My tread scares the wood-drake and wood-duck on my distant and daylong ramble,
They rise together, they slowly circle around.
….I believe in those winged purposes,
And acknowledge the red yellow and white playing within me,
And consider the green and violet and the tufted crown intentional;

–Walt Whitman, Leaves of Grass (1855) p. 38

 

In the history of literature, birds often act as stand-ins for the figure of the poet. Whitman’s use of a wood-duck instead of a dove or raven marks an important choice for the tenor of his poem.

If a raven represents the mournful, misunderstood poet of Poe, Whitman’s wood-duck is the perfect representative for the liberated American.  Wood-ducks are present all over America’s lakes, rivers and wetlands, breeding in great numbers in Louisiana, Kentucky and the deep south.  Females and the general species are labeled wood-ducks, but the male of the species is nicknamed a wood-drake.  Whitman’s pair of male and female echoes the perfection of sexual union that he carries throughout the entirety of the poem.

Not only is the wood-duck important in its ubiquity, but the bright myriad of colors of the male’s plumage hearkens to the variety that exists in the American republic.  Whitman stresses that America encompasses men and women of many colors, all of which are equal under democratic rule.
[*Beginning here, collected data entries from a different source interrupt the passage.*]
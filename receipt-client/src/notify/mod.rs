//! Transient print-status notifications
//!
//! - [`NotificationSurface`]: where messages are drawn
//! - [`Scheduler`]: delayed removal with cancellable [`TimerHandle`]s
//! - [`NotificationPresenter`]: one message per [`PrintOutcome`](shared::models::PrintOutcome)

mod presenter;
mod scheduler;
mod surface;

pub use presenter::{NotificationHandle, NotificationPresenter};
pub use scheduler::{Scheduler, TimerCallback, TimerHandle, TokioScheduler};
pub use surface::{
    InMemorySurface, Notification, NotificationId, NotificationKind, NotificationSurface,
};
//! Delayed callbacks with cancellable handles

use std::fmt;
use std::time::Duration;

use tokio::runtime::Handle;

use crate::{ClientError, ClientResult};

pub type TimerCallback = Box<dyn FnOnce() + Send + 'static>;

/// Runs a callback once after a delay
pub trait Scheduler: Send + Sync {
    fn schedule(&self, delay: Duration, callback: TimerCallback) -> TimerHandle;
}

/// Handle to a scheduled callback
///
/// Dropping the handle leaves the timer running; only `cancel` stops it.
pub struct TimerHandle {
    cancel: Option<Box<dyn FnOnce() + Send + 'static>>,
}

impl TimerHandle {
    pub fn new(cancel: impl FnOnce() + Send + 'static) -> Self {
        Self {
            cancel: Some(Box::new(cancel)),
        }
    }

    /// Handle for a timer that cannot be cancelled
    pub fn detached() -> Self {
        Self { cancel: None }
    }

    /// Stop the callback if it has not run yet. Repeated calls are no-ops.
    pub fn cancel(&mut self) {
        if let Some(cancel) = self.cancel.take() {
            cancel();
        }
    }
}

impl fmt::Debug for TimerHandle {
    fn fmt(&self, f: &mut fmt::Formatter<'_>) -> fmt::Result {
        f.debug_struct("TimerHandle")
            .field("cancellable", &self.cancel.is_some())
            .finish()
    }
}

/// Tokio-backed scheduler: one sleeping task per timer, aborted on cancel
#[derive(Debug, Clone)]
pub struct TokioScheduler {
    handle: Handle,
}

impl TokioScheduler {
    pub fn new(handle: Handle) -> Self {
        Self { handle }
    }

    /// Scheduler bound to the runtime of the calling task
    pub fn current() -> ClientResult<Self> {
        Handle::try_current()
            .map(Self::new)
            .map_err(|e| ClientError::Config(format!("no tokio runtime: {}", e)))
    }
}

impl Scheduler for TokioScheduler {
    fn schedule(&self, delay: Duration, callback: TimerCallback) -> TimerHandle {
        let task = self.handle.spawn(async move {
            tokio::time::sleep(delay).await;
            callback();
        });
        let abort = task.abort_handle();
        TimerHandle::new(move || abort.abort())
    }
}

#[cfg(test)]
mod tests {
    use super::*;
    use std::sync::Arc;
    use std::sync::atomic::{AtomicUsize, Ordering};

    #[tokio::test(start_paused = true)]
    async fn test_fires_after_delay() {
        let scheduler = TokioScheduler::current().unwrap();
        let hits = Arc::new(AtomicUsize::new(0));
        let counter = hits.clone();

        let _handle = scheduler.schedule(
            Duration::from_secs(5),
            Box::new(move || {
                counter.fetch_add(1, Ordering::SeqCst);
            }),
        );

        tokio::time::sleep(Duration::from_millis(4_900)).await;
        assert_eq!(hits.load(Ordering::SeqCst), 0);

        tokio::time::sleep(Duration::from_millis(200)).await;
        assert_eq!(hits.load(Ordering::SeqCst), 1);
    }

    #[tokio::test(start_paused = true)]
    async fn test_cancel_prevents_callback() {
        let scheduler = TokioScheduler::current().unwrap();
        let hits = Arc::new(AtomicUsize::new(0));
        let counter = hits.clone();

        let mut handle = scheduler.schedule(
            Duration::from_secs(5),
            Box::new(move || {
                counter.fetch_add(1, Ordering::SeqCst);
            }),
        );
        handle.cancel();
        handle.cancel();

        tokio::time::sleep(Duration::from_secs(10)).await;
        assert_eq!(hits.load(Ordering::SeqCst), 0);
    }

    #[test]
    fn test_current_outside_runtime() {
        assert!(matches!(TokioScheduler::current(), Err(ClientError::Config(_))));
    }
}
//! Client configuration

use std::time::Duration;

use crate::{ClientResult, NetworkHttpClient, ReceiptClient};

/// Default print bridge address (local daemon)
pub const DEFAULT_BRIDGE_URL: &str = "http://localhost:3001";

/// Default template API address
pub const DEFAULT_TEMPLATE_API_URL: &str = "http://localhost:8000";

/// Client configuration for the template API and the print bridge
#[derive(Debug, Clone)]
pub struct ClientConfig {
    /// Print bridge base URL (e.g., "http://localhost:3001")
    pub bridge_url: String,

    /// Configuration API base URL serving receipt templates
    pub template_api_url: String,

    /// Budget for `GET /health`
    pub health_timeout: Duration,

    /// Budget for print requests
    pub print_timeout: Duration,

    /// Budget for the template request
    pub template_timeout: Duration,

    /// How long a notification stays on screen
    pub notification_ttl: Duration,
}

impl ClientConfig {
    /// Create a configuration with default timeouts
    pub fn new(bridge_url: impl Into<String>, template_api_url: impl Into<String>) -> Self {
        Self {
            bridge_url: bridge_url.into(),
            template_api_url: template_api_url.into(),
            health_timeout: Duration::from_secs(5),
            print_timeout: Duration::from_secs(10),
            template_timeout: Duration::from_secs(10),
            notification_ttl: Duration::from_secs(5),
        }
    }

    /// Set the print bridge URL
    pub fn with_bridge_url(mut self, url: impl Into<String>) -> Self {
        self.bridge_url = url.into();
        self
    }

    /// Set the template API URL
    pub fn with_template_api_url(mut self, url: impl Into<String>) -> Self {
        self.template_api_url = url.into();
        self
    }

    /// Set the health check timeout
    pub fn with_health_timeout(mut self, timeout: Duration) -> Self {
        self.health_timeout = timeout;
        self
    }

    /// Set the print timeout
    pub fn with_print_timeout(mut self, timeout: Duration) -> Self {
        self.print_timeout = timeout;
        self
    }

    /// Set the template fetch timeout
    pub fn with_template_timeout(mut self, timeout: Duration) -> Self {
        self.template_timeout = timeout;
        self
    }

    /// Set the notification lifetime
    pub fn with_notification_ttl(mut self, ttl: Duration) -> Self {
        self.notification_ttl = ttl;
        self
    }

    /// Create a network-backed receipt client from this configuration
    pub fn build_client(&self) -> ClientResult<ReceiptClient<NetworkHttpClient>> {
        ReceiptClient::from_config(self)
    }
}

impl Default for ClientConfig {
    fn default() -> Self {
        Self::new(DEFAULT_BRIDGE_URL, DEFAULT_TEMPLATE_API_URL)
    }
}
Below is a caption from the Audubon Society’s website on the habit of wood-ducks:

On the ground the Wood Duck runs nimbly and with more grace than most other birds of its tribe. On reaching the shore of a pond or stream, it immediately shakes its tail sidewise, looks around, and proceeds in search of food. It moves on the larger branches of trees with the same apparent ease; and, while looking at thirty or forty of these birds perched on a single sycamore on the bank of a secluded bayou, I have conceived the sight as pleasing as any that I have ever enjoyed.

The closeness and apparent camaraderie of these birds lends them to occupy an ideal place in Whitman’s poetry–another symbol to break with European tradition and invent a distinctly American flavor to add to literary convention.